Although both teams were ranked in the preseason polls, it didn’t take long for them to lose at least three games before conference play and drop a bit.

  • As of right now, Michigan State and Connecticut have made the EXACT same number of threes. Last year’s UConn team made 287 and this year’s MSU team has made 287.

Michigan State has attempted just two more at this point, shooting 38.6 percent while the Huskies shot a creepily similar 38.7 percent from downtown. Last year, leading scorer and point guard Shabazz Napier drained 87 threes and MSU point guard and leading scorer Travis Trice has made 88.

Both possess a talented senior point guard who played their best basketball of the year during the tourney.

Mar 29, 2015; Syracuse, NY, USA; Michigan State Spartans guard Travis Trice (20) reacts after making a three pointer during the second half against the Louisville Cardinals in the finals of the east regional of the 2015 NCAA Tournament at Carrier Dome. Mandatory Credit: Mark Konezny-USA TODAY Sports

Those two players are Napier for Connecticut and Travis Trice for Michigan State. Napier averaged 21.7 points and 4.5 assists per game during the 2014 NCAA Tournament and Trice is averaging 19.7 points and 4.0 assists per contest during this year’s tourney.

Fun fact: Shabazz finished with 195 assists his senior year and right now, Trice has 192.

  • Three players on both teams averaged in double figures in points and two on both teams make a jump to the next level, seeing an end to their college careers.

For Connecticut, Napier, DeAndre Daniels and Ryan Boatright all averaged over 10 points per game and for the Spartans, it’s Trice, Branden Dawson and Denzel Valentine.

Daniels and Napier both ended up getting drafted the following summer while Dawson and Trice could very well be in the same boat.

  • Both faced the team they would eventually meet in the Final Four in non-conference play.

However, Connecticut didn’t face the Blue Devils in the Final Four, they faced the No. 1 seeded Florida Gators — a heavy favorite to reach the title game, just like Duke this year. Michigan State failed to beat the Blue Devils in the first matchup, but UConn defeated Florida in a close one.

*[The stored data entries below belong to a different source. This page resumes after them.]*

/// Global constants used across launchwatch
///
/// Program ids and mints here are defaults; the configurable ones are
/// overridable through `config::Config`.

// ============================================================================
// SOLANA BLOCKCHAIN CONSTANTS
// ============================================================================

/// Wrapped SOL mint, the quote side of launchpad pools
pub const SOL_MINT: &str = "So11111111111111111111111111111111111111112";

/// Lamports per SOL (10^9)
pub const LAMPORTS_PER_SOL: u64 = solana_sdk::native_token::LAMPORTS_PER_SOL;

/// Metaplex Token Metadata program
pub const METADATA_PROGRAM_ID: &str = "metaqbxxUerdq28cj1RbAWkYQm3ybzjb6a8bt518x1s";

// ============================================================================
// LAUNCHPAD CONSTANTS
// ============================================================================

/// Raydium LaunchLab program (owns launchpad pools)
pub const RAYDIUM_LAUNCHPAD_PROGRAM_ID: &str = "LanMV9sAd7wArD4vJFi2qDdfnVhFxYSUg6eADduJ3uj";

/// LetsBonk platform program whose logs are watched
pub const LETSBONK_PROGRAM_ID: &str = "WLHv2UAZm6z4KyaaELi5pjdbJh6RESMva1Rnn8pJVVh";

/// Vanity suffix carried by LetsBonk mints
pub const LETSBONK_MINT_SUFFIX: &str = "bonk";

/// Seed prefix of LaunchLab pool PDAs
pub const LAUNCHLAB_POOL_SEED: &[u8] = b"pool";

/// Seed prefix of Metaplex metadata PDAs
pub const METADATA_SEED: &[u8] = b"metadata";

// ============================================================================
// PIPELINE DEFAULTS
// ============================================================================

/// Only transactions younger than this are treated as new launches (seconds)
pub const NEW_TOKEN_WINDOW_SECS: i64 = 5 * 60;

/// Signatures pulled when logging a new mint's first transactions
pub const EARLY_TRANSACTION_LIMIT: usize = 10;

pub const DEFAULT_RETRY_ATTEMPTS: u32 = 3;
pub const DEFAULT_RETRY_DELAY_MS: u64 = 5_000;

/// Off-chain metadata fetch timeout (seconds)
pub const METADATA_URI_TIMEOUT_SECS: u64 = 10;

/// Browser-like user agent; several metadata hosts reject bare clients
pub const METADATA_USER_AGENT: &str = "Mozilla/5.0 (Windows NT 10.0; Win64; x64) AppleWebKit/537.36 (KHTML, like Gecko) Chrome/91.0.4472.124 Safari/537.36";

/// Log lines emitted by launchpad create instructions
pub const DEFAULT_CREATION_LOG_PATTERNS: &[&str] = &[
    "Instruction: Initialize",
    "Instruction: InitializeV2",
    "Instruction: InitializeWithToken2022",
];

/// Fallback name/symbol when metadata cannot be resolved
pub const UNKNOWN_TOKEN_LABEL: &str = "Unknown";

  • Both started conference play with a loss.

For the Spartans, it was against the tough Maryland Terrapins, losing in overtime by just two points at home. For the Huskies, it was a road loss against Houston by just only points. Either way, conference play got off to a rocky start for both teams.

  • Both went 12-6 in conference play, finishing third in their respective conferences and finish the conference tournament as the runner-up with a double-digit loss in the title game.

Michigan State lost by 11 in overtime to the No. 1 seeded Wisconsin Badgers while the Huskies lost by 10 to No. 1 seeded Louisville.

Mar 15, 2014; Memphis, TN, USA; Connecticut Huskies guard Shabazz Napier (13) reaches for a loose ball between Louisville Cardinals forwards Stephan Van Treese (44) and Montrezl Harrell (24) in final of the American Athletic Conference college basketball tournament at FedEx Forum. Louisville defeated Connecticut 71-61. Mandatory Credit: Nelson Chenault-USA TODAY Sports

  • Both earned the No. 7 seed in the East Region with a less than favorable matchup set up in the round of 32 with a tough No. 2 seed.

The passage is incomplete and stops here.